Stored items:
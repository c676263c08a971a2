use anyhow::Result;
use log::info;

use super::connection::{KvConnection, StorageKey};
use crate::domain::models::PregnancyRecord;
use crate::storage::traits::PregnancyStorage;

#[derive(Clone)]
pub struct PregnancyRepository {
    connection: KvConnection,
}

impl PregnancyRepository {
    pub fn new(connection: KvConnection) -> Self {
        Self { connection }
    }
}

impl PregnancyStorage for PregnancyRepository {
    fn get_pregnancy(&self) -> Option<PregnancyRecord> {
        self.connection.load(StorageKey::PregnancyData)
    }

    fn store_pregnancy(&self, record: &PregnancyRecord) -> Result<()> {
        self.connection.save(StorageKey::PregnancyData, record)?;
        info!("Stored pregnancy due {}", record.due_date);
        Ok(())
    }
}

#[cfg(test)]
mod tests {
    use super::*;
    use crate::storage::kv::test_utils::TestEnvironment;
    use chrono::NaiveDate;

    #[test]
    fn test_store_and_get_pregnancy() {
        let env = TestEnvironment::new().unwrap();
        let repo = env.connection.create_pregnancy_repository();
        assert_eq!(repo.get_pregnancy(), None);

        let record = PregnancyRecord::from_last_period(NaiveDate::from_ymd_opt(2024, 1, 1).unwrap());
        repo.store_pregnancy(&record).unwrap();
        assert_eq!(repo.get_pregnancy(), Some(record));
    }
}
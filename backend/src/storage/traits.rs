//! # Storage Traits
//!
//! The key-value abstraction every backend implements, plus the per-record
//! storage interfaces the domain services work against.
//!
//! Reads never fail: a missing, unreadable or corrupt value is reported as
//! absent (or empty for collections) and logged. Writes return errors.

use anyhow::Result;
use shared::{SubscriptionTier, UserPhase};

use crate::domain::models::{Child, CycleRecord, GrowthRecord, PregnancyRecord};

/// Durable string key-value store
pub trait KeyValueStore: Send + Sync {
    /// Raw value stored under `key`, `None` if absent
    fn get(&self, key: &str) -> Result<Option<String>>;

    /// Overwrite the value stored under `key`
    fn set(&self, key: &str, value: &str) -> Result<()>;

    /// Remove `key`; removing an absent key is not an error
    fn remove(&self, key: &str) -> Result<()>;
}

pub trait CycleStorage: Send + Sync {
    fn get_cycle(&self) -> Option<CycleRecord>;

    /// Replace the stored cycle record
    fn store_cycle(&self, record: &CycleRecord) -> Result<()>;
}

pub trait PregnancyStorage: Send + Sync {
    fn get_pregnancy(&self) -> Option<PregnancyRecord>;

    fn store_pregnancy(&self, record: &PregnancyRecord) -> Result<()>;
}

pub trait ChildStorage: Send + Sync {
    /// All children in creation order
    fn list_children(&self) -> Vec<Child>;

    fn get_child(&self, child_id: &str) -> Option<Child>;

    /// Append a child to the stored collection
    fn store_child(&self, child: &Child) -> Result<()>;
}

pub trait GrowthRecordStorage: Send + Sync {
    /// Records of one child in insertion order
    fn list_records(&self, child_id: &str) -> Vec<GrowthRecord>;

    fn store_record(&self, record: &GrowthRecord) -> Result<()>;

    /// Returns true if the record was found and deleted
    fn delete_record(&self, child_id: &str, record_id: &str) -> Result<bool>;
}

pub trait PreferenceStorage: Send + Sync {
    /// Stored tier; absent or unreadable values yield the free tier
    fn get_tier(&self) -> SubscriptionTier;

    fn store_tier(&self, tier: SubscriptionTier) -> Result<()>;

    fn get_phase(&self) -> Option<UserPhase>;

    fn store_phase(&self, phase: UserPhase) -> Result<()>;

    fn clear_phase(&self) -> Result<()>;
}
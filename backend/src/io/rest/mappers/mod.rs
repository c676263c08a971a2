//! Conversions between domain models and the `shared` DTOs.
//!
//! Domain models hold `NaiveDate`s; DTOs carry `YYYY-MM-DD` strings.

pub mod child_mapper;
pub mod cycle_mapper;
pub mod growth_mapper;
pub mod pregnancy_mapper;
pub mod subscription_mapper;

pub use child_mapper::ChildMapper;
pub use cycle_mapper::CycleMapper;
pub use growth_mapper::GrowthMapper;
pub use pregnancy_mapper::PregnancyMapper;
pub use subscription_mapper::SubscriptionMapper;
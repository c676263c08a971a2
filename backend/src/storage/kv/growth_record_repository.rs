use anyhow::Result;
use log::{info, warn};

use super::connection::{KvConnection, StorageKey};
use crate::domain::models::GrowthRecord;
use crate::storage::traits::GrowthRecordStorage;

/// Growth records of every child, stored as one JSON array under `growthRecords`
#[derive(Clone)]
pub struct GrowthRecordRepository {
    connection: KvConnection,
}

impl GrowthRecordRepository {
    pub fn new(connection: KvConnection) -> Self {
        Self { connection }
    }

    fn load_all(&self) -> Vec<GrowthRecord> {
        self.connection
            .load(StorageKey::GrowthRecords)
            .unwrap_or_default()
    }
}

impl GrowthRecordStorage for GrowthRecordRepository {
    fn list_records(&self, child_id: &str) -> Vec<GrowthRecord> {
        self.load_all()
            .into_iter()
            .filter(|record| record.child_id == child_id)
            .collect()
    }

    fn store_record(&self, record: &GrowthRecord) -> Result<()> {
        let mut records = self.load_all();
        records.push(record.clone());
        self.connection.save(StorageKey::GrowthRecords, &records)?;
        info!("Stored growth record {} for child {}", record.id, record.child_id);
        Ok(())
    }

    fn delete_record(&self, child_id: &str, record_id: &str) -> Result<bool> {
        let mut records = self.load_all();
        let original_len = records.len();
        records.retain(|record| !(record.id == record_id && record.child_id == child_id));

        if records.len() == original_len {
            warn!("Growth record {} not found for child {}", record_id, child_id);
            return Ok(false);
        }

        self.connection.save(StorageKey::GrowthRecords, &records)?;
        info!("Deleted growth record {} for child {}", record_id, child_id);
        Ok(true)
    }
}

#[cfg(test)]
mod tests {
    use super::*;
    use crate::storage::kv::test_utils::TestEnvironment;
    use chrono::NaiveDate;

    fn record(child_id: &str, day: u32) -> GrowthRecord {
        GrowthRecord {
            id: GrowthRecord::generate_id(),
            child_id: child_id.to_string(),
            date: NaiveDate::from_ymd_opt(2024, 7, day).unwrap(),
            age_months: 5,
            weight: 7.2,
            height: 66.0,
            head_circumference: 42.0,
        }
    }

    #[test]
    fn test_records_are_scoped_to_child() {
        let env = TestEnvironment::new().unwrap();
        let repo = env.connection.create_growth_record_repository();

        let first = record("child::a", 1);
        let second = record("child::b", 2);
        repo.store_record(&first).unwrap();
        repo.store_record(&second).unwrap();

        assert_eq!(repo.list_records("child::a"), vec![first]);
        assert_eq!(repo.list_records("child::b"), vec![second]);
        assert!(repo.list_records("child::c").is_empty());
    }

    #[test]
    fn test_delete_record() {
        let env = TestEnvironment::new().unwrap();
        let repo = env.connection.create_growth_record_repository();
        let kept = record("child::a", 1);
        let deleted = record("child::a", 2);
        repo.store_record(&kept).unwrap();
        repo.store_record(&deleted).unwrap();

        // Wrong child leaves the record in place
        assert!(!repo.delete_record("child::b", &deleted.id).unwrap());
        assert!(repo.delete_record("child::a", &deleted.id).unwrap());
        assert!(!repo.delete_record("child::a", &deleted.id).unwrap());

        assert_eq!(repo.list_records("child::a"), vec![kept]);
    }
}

**Problem:** Reproduce the preceding entries exactly and completely.

**Completed task:**
repository c676263c08a971a2
use anyhow::Result;
use log::info;

use super::connection::{KvConnection, StorageKey};
use crate::domain::models::PregnancyRecord;
use crate::storage::traits::PregnancyStorage;

#[derive(Clone)]
pub struct PregnancyRepository {
    connection: KvConnection,
}

impl PregnancyRepository {
    pub fn new(connection: KvConnection) -> Self {
        Self { connection }
    }
}

impl PregnancyStorage for PregnancyRepository {
    fn get_pregnancy(&self) -> Option<PregnancyRecord> {
        self.connection.load(StorageKey::PregnancyData)
    }

    fn store_pregnancy(&self, record: &PregnancyRecord) -> Result<()> {
        self.connection.save(StorageKey::PregnancyData, record)?;
        info!("Stored pregnancy due {}", record.due_date);
        Ok(())
    }
}

#[cfg(test)]
mod tests {
    use super::*;
    use crate::storage::kv::test_utils::TestEnvironment;
    use chrono::NaiveDate;

    #[test]
    fn test_store_and_get_pregnancy() {
        let env = TestEnvironment::new().unwrap();
        let repo = env.connection.create_pregnancy_repository();
        assert_eq!(repo.get_pregnancy(), None);

        let record = PregnancyRecord::from_last_period(NaiveDate::from_ymd_opt(2024, 1, 1).unwrap());
        repo.store_pregnancy(&record).unwrap();
        assert_eq!(repo.get_pregnancy(), Some(record));
    }
}
filename backend/src/storage/traits.rs
//! # Storage Traits
//!
//! The key-value abstraction every backend implements, plus the per-record
//! storage interfaces the domain services work against.
//!
//! Reads never fail: a missing, unreadable or corrupt value is reported as
//! absent (or empty for collections) and logged. Writes return errors.

use anyhow::Result;
use shared::{SubscriptionTier, UserPhase};

use crate::domain::models::{Child, CycleRecord, GrowthRecord, PregnancyRecord};

/// Durable string key-value store
pub trait KeyValueStore: Send + Sync {
    /// Raw value stored under `key`, `None` if absent
    fn get(&self, key: &str) -> Result<Option<String>>;

    /// Overwrite the value stored under `key`
    fn set(&self, key: &str, value: &str) -> Result<()>;

    /// Remove `key`; removing an absent key is not an error
    fn remove(&self, key: &str) -> Result<()>;
}

pub trait CycleStorage: Send + Sync {
    fn get_cycle(&self) -> Option<CycleRecord>;

    /// Replace the stored cycle record
    fn store_cycle(&self, record: &CycleRecord) -> Result<()>;
}

pub trait PregnancyStorage: Send + Sync {
    fn get_pregnancy(&self) -> Option<PregnancyRecord>;

    fn store_pregnancy(&self, record: &PregnancyRecord) -> Result<()>;
}

pub trait ChildStorage: Send + Sync {
    /// All children in creation order
    fn list_children(&self) -> Vec<Child>;

    fn get_child(&self, child_id: &str) -> Option<Child>;

    /// Append a child to the stored collection
    fn store_child(&self, child: &Child) -> Result<()>;
}

pub trait GrowthRecordStorage: Send + Sync {
    /// Records of one child in insertion order
    fn list_records(&self, child_id: &str) -> Vec<GrowthRecord>;

    fn store_record(&self, record: &GrowthRecord) -> Result<()>;

    /// Returns true if the record was found and deleted
    fn delete_record(&self, child_id: &str, record_id: &str) -> Result<bool>;
}

pub trait PreferenceStorage: Send + Sync {
    /// Stored tier; absent or unreadable values yield the free tier
    fn get_tier(&self) -> SubscriptionTier;

    fn store_tier(&self, tier: SubscriptionTier) -> Result<()>;

    fn get_phase(&self) -> Option<UserPhase>;

    fn store_phase(&self, phase: UserPhase) -> Result<()>;

    fn clear_phase(&self) -> Result<()>;
}
filename backend/src/io/rest/mappers/mod.rs
repository c676263c08a971a2
//! Conversions between domain models and the `shared` DTOs.
//!
//! Domain models hold `NaiveDate`s; DTOs carry `YYYY-MM-DD` strings.

pub mod child_mapper;
pub mod cycle_mapper;
pub mod growth_mapper;
pub mod pregnancy_mapper;
pub mod subscription_mapper;

pub use child_mapper::ChildMapper;
pub use cycle_mapper::CycleMapper;
pub use growth_mapper::GrowthMapper;
pub use pregnancy_mapper::PregnancyMapper;
pub use subscription_mapper::SubscriptionMapper;
repository c676263c08a971a2
filename backend/src/storage/kv/growth_record_repository.rs
use anyhow::Result;
use log::{info, warn};

use super::connection::{KvConnection, StorageKey};
use crate::domain::models::GrowthRecord;
use crate::storage::traits::GrowthRecordStorage;

/// Growth records of every child, stored as one JSON array under `growthRecords`
#[derive(Clone)]
pub struct GrowthRecordRepository {
    connection: KvConnection,
}

impl GrowthRecordRepository {
    pub fn new(connection: KvConnection) -> Self {
        Self { connection }
    }

    fn load_all(&self) -> Vec<GrowthRecord> {
        self.connection
            .load(StorageKey::GrowthRecords)
            .unwrap_or_default()
    }
}

impl GrowthRecordStorage for GrowthRecordRepository {
    fn list_records(&self, child_id: &str) -> Vec<GrowthRecord> {
        self.load_all()
            .into_iter()
            .filter(|record| record.child_id == child_id)
            .collect()
    }

    fn store_record(&self, record: &GrowthRecord) -> Result<()> {
        let mut records = self.load_all();
        records.push(record.clone());
        self.connection.save(StorageKey::GrowthRecords, &records)?;
        info!("Stored growth record {} for child {}", record.id, record.child_id);
        Ok(())
    }

    fn delete_record(&self, child_id: &str, record_id: &str) -> Result<bool> {
        let mut records = self.load_all();
        let original_len = records.len();
        records.retain(|record| !(record.id == record_id && record.child_id == child_id));

        if records.len() == original_len {
            warn!("Growth record {} not found for child {}", record_id, child_id);
            return Ok(false);
        }

        self.connection.save(StorageKey::GrowthRecords, &records)?;
        info!("Deleted growth record {} for child {}", record_id, child_id);
        Ok(true)
    }
}

#[cfg(test)]
mod tests {
    use super::*;
    use crate::storage::kv::test_utils::TestEnvironment;
    use chrono::NaiveDate;

    fn record(child_id: &str, day: u32) -> GrowthRecord {
        GrowthRecord {
            id: GrowthRecord::generate_id(),
            child_id: child_id.to_string(),
            date: NaiveDate::from_ymd_opt(2024, 7, day).unwrap(),
            age_months: 5,
            weight: 7.2,
            height: 66.0,
            head_circumference: 42.0,
        }
    }

    #[test]
    fn test_records_are_scoped_to_child() {
        let env = TestEnvironment::new().unwrap();
        let repo = env.connection.create_growth_record_repository();

        let first = record("child::a", 1);
        let second = record("child::b", 2);
        repo.store_record(&first).unwrap();
        repo.store_record(&second).unwrap();

        assert_eq!(repo.list_records("child::a"), vec![first]);
        assert_eq!(repo.list_records("child::b"), vec![second]);
        assert!(repo.list_records("child::c").is_empty());
    }

    #[test]
    fn test_delete_record() {
        let env = TestEnvironment::new().unwrap();
        let repo = env.connection.create_growth_record_repository();
        let kept = record("child::a", 1);
        let deleted = record("child::a", 2);
        repo.store_record(&kept).unwrap();
        repo.store_record(&deleted).unwrap();

        // Wrong child leaves the record in place
        assert!(!repo.delete_record("child::b", &deleted.id).unwrap());
        assert!(repo.delete_record("child::a", &deleted.id).unwrap());
        assert!(!repo.delete_record("child::a", &deleted.id).unwrap());

        assert_eq!(repo.list_records("child::a"), vec![kept]);
    }
}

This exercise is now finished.